Exercise requirements: Each line of the data below holding the word "Option" must be copied.

Material provided:
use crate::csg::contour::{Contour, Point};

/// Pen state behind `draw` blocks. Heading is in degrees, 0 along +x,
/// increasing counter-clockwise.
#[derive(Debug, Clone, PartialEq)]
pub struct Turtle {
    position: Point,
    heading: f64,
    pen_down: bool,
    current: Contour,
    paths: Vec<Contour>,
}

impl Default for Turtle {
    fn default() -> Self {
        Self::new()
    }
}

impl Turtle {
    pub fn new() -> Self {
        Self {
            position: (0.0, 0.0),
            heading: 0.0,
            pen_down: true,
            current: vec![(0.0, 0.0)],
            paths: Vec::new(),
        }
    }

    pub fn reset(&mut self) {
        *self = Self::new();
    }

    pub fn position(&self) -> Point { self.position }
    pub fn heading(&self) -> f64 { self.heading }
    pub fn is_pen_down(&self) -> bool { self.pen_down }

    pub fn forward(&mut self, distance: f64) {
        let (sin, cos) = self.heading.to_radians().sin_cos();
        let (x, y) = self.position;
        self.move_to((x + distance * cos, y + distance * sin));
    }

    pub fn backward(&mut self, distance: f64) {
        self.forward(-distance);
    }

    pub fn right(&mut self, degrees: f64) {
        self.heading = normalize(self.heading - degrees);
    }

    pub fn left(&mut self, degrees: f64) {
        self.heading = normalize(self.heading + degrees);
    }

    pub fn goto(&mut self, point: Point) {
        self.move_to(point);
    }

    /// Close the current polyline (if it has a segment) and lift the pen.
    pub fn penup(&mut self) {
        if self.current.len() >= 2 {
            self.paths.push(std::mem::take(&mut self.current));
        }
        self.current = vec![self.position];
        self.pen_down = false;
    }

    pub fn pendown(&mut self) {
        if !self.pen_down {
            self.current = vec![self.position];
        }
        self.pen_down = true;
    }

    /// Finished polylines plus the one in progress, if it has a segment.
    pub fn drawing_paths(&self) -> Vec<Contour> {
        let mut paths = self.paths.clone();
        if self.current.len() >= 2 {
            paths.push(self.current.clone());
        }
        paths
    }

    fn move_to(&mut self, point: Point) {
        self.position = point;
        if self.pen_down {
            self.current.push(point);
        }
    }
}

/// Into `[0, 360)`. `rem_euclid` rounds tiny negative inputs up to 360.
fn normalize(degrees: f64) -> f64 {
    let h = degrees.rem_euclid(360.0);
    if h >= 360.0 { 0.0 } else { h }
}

--

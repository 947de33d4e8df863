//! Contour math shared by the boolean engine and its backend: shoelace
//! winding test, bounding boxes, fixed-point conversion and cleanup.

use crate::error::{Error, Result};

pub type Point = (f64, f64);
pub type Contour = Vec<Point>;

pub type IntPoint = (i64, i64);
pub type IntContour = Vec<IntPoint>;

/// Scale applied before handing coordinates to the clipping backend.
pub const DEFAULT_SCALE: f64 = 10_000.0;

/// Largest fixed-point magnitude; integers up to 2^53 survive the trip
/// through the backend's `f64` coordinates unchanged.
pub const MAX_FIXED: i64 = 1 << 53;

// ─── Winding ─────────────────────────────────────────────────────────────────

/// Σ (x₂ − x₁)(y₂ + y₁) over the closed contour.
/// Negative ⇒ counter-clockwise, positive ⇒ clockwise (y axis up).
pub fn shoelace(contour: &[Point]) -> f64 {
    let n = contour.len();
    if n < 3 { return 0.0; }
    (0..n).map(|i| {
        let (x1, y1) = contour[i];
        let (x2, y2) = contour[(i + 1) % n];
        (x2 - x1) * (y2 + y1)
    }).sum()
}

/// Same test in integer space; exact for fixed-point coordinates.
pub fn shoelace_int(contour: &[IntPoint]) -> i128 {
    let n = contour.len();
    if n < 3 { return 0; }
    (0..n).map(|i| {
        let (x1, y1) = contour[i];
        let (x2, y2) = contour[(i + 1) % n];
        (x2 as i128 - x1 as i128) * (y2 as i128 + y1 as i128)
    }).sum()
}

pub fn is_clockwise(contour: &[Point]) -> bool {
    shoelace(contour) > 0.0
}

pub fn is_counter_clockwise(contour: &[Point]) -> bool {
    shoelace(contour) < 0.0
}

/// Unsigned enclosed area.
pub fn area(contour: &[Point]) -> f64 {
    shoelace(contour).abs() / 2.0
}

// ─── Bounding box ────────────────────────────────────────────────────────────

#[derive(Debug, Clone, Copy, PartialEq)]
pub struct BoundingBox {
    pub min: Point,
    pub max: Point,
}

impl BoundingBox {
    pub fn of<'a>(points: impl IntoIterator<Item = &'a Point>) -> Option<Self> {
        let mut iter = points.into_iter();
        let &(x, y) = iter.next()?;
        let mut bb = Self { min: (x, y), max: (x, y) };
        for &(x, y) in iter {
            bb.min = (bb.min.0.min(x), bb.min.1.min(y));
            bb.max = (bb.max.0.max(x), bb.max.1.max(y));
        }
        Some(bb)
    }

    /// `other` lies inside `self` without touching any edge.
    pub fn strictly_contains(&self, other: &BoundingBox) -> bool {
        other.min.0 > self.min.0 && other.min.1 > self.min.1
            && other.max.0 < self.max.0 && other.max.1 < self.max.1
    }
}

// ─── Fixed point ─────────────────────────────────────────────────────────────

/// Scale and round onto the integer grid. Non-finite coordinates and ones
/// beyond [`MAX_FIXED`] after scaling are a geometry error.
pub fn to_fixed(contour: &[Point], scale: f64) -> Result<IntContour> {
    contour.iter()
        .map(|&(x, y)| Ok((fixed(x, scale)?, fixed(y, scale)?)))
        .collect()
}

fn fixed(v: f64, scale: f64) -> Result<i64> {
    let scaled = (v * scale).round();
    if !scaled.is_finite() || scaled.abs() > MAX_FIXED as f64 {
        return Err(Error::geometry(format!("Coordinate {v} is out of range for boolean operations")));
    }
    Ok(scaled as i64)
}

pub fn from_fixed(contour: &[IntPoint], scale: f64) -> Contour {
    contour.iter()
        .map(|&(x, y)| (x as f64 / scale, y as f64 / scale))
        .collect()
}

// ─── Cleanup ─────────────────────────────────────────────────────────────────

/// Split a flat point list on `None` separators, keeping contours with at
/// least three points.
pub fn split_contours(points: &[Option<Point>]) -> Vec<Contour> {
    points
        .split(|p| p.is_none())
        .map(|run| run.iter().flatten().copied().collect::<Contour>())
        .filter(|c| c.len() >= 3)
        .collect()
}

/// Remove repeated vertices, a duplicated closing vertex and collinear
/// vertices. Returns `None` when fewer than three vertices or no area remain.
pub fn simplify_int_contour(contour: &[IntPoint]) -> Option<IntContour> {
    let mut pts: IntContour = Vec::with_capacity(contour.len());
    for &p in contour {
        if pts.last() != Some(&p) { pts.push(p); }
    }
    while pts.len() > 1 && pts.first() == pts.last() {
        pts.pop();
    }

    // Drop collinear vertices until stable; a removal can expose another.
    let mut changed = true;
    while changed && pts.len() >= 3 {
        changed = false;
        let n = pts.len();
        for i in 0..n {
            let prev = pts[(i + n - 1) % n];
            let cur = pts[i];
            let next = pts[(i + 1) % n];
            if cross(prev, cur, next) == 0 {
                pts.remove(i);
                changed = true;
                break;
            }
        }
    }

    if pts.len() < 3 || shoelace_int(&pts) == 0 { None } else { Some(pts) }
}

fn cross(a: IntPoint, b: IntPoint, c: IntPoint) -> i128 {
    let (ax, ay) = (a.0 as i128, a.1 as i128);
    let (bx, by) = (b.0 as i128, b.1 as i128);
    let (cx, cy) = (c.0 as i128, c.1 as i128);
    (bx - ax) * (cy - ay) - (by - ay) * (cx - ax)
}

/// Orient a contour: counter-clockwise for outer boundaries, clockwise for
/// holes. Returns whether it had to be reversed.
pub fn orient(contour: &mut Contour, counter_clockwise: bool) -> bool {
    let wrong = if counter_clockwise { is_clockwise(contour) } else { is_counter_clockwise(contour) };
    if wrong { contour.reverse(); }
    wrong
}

Answer section:
    pub fn of<'a>(points: impl IntoIterator<Item = &'a Point>) -> Option<Self> {
pub fn split_contours(points: &[Option<Point>]) -> Vec<Contour> {
pub fn simplify_int_contour(contour: &[IntPoint]) -> Option<IntContour> {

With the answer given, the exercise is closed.